- PROBLEM TO SOLVE -
Search each line below for "FieldShape", then return the lines where it appears.

- INPUT DATA -
★ ★ ★ ★ ★

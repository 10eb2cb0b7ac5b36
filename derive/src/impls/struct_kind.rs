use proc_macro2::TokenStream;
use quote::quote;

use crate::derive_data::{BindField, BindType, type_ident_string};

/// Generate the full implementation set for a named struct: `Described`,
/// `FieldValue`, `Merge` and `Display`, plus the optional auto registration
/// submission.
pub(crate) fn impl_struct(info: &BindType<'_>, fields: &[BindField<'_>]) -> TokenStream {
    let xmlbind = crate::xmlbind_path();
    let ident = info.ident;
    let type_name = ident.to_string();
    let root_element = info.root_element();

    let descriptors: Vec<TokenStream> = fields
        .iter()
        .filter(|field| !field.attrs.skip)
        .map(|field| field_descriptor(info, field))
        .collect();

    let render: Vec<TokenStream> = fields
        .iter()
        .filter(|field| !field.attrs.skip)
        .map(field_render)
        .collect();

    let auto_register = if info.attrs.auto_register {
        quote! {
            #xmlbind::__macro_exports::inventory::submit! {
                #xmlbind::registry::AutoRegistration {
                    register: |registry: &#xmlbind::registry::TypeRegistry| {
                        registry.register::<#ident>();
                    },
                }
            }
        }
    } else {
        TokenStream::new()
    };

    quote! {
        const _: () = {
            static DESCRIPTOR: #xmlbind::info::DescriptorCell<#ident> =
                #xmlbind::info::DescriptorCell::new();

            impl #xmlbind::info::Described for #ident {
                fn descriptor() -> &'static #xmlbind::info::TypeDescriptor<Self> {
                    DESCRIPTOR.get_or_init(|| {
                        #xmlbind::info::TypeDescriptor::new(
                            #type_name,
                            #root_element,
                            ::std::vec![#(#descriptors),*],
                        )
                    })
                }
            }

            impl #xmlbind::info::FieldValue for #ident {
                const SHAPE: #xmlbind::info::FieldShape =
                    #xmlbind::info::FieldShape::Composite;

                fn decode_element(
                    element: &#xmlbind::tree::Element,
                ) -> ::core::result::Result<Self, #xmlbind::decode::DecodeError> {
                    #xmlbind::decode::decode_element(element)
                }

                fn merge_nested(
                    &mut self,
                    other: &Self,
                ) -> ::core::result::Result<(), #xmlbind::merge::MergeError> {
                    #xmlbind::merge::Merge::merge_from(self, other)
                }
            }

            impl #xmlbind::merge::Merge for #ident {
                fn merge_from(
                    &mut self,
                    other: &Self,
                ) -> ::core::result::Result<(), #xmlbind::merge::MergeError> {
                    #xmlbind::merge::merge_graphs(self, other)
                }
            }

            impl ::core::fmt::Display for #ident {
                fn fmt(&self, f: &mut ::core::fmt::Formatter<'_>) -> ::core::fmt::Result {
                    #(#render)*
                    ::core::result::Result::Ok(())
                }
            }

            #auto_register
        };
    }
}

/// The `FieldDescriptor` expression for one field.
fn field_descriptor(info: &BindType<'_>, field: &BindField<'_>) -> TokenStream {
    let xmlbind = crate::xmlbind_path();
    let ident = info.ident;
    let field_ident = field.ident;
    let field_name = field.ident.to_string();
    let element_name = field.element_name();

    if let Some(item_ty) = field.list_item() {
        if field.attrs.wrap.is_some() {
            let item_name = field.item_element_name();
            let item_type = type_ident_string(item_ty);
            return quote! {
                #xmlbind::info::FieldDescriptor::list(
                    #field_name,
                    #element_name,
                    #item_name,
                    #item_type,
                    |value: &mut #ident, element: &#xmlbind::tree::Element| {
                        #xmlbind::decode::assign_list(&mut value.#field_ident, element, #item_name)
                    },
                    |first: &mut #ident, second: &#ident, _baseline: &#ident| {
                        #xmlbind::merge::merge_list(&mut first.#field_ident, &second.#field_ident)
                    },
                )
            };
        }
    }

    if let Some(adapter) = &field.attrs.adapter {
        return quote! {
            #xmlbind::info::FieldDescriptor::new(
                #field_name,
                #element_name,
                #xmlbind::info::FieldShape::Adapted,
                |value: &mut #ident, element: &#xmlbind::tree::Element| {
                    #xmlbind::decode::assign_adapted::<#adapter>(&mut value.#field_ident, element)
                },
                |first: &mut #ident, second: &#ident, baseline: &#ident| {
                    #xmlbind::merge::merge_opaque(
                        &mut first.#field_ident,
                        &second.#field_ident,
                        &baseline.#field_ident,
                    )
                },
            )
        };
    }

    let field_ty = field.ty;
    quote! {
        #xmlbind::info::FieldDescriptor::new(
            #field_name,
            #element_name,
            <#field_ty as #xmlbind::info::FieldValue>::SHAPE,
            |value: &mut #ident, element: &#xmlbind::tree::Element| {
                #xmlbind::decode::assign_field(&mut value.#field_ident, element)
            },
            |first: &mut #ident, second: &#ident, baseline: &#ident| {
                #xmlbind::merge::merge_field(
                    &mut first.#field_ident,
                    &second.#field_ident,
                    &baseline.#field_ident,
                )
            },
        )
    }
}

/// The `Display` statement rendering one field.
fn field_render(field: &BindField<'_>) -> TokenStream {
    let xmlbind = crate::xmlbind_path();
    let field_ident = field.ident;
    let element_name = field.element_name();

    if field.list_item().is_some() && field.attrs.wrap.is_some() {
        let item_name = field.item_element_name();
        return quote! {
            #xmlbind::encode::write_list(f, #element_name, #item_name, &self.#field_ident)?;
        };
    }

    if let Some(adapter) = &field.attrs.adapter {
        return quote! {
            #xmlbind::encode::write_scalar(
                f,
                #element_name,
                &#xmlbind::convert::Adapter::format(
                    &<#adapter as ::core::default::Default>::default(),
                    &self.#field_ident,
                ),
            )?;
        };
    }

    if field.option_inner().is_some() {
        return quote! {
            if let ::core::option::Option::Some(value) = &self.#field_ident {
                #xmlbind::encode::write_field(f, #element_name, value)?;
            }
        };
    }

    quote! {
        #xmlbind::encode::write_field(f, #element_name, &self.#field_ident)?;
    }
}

★ ★ ★ ★ ★

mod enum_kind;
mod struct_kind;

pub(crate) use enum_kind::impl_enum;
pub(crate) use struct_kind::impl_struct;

★ ★ ★ ★ ★

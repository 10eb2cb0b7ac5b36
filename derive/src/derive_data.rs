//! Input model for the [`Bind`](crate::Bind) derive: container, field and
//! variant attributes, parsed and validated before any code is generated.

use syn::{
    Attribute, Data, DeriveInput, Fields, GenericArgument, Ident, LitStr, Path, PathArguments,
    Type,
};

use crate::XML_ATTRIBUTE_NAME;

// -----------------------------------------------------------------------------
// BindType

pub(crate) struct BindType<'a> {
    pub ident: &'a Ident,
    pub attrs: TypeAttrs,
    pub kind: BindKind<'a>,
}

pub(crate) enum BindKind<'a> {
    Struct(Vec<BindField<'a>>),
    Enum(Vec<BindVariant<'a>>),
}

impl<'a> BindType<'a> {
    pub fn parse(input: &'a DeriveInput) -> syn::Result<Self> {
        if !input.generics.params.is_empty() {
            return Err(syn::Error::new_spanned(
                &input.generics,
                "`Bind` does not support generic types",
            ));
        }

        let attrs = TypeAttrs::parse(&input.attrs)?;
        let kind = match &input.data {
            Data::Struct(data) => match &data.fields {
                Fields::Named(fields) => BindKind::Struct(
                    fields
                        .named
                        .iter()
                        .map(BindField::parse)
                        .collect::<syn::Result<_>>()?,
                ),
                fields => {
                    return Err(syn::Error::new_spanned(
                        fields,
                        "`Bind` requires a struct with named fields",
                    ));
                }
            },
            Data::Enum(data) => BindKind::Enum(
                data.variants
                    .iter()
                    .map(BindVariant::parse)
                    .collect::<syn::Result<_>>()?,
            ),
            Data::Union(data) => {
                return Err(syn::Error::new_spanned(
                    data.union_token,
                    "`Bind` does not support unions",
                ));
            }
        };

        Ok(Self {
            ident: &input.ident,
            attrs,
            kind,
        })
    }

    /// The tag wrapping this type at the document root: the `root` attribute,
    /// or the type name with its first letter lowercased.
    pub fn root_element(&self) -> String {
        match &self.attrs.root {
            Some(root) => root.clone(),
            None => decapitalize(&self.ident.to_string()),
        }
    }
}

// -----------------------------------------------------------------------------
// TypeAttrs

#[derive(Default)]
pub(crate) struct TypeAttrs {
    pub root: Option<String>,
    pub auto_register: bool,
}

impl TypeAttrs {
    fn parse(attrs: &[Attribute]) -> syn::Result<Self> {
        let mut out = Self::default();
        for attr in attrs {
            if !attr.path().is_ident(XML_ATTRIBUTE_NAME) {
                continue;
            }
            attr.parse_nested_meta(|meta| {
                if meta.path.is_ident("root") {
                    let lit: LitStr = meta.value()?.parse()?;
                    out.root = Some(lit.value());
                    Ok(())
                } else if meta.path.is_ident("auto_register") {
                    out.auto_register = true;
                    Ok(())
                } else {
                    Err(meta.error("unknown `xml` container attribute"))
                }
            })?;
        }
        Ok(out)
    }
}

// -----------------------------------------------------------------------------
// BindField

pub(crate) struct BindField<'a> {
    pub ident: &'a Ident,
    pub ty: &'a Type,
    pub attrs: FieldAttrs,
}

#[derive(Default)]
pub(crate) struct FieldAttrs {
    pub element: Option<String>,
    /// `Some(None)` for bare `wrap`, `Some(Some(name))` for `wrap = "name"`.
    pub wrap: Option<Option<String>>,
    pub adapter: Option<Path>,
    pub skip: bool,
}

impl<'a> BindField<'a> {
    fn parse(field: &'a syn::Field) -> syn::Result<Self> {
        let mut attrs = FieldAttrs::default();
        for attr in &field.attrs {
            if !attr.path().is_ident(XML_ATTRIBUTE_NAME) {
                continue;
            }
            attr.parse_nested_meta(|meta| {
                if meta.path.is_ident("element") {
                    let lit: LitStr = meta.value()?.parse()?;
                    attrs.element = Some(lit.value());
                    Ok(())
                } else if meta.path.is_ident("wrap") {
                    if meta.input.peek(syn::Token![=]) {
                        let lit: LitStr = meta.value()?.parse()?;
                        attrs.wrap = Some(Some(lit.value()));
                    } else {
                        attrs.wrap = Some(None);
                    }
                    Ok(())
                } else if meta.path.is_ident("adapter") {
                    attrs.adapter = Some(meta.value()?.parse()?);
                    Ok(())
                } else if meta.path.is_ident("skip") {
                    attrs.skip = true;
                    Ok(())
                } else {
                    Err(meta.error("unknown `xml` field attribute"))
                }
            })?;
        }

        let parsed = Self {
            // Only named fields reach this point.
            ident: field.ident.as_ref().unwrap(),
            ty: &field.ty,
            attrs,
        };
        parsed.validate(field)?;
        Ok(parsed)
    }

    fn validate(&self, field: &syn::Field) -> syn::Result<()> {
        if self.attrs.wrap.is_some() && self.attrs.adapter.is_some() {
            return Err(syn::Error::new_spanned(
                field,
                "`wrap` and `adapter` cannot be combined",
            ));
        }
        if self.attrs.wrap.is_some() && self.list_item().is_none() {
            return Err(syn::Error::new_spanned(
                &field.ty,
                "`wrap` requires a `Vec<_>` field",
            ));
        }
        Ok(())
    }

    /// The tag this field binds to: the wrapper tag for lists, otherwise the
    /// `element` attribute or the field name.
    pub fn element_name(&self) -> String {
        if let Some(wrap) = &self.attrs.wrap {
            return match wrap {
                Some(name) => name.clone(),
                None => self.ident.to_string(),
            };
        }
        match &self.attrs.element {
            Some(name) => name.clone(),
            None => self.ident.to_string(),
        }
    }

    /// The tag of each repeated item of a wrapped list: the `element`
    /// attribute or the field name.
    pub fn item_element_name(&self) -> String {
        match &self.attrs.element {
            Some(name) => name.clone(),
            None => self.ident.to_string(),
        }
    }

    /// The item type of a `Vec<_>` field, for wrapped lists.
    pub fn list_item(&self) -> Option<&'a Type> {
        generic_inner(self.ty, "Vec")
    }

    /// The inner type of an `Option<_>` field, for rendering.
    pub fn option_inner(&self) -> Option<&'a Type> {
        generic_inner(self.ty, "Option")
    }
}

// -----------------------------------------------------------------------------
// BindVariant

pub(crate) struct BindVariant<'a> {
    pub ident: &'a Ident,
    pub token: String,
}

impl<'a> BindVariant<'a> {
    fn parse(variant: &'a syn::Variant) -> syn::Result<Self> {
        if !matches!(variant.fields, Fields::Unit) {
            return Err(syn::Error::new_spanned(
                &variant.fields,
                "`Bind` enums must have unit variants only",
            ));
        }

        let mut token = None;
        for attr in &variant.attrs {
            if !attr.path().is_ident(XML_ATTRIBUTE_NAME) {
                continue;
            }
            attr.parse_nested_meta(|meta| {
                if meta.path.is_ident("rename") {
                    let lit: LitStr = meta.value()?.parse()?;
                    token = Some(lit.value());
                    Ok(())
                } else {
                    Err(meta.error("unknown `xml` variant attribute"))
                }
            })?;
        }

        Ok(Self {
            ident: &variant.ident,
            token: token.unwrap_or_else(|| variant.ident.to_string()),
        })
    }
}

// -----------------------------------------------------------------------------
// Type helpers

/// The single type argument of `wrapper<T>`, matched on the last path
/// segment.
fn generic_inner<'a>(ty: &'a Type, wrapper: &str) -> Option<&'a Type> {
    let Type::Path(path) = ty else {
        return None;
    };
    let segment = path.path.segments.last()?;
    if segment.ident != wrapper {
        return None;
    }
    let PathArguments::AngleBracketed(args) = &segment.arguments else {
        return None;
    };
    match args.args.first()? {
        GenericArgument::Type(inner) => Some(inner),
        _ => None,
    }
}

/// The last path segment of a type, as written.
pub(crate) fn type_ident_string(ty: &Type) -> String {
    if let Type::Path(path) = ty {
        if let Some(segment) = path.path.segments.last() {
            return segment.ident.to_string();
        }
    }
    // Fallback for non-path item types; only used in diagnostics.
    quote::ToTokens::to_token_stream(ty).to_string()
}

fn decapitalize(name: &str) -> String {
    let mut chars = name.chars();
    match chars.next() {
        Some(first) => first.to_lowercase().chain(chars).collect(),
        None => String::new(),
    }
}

★ ★ ★ ★ ★

- ANSWER AREA -
                const SHAPE: #xmlbind::info::FieldShape =
                    #xmlbind::info::FieldShape::Composite;
                #xmlbind::info::FieldShape::Adapted,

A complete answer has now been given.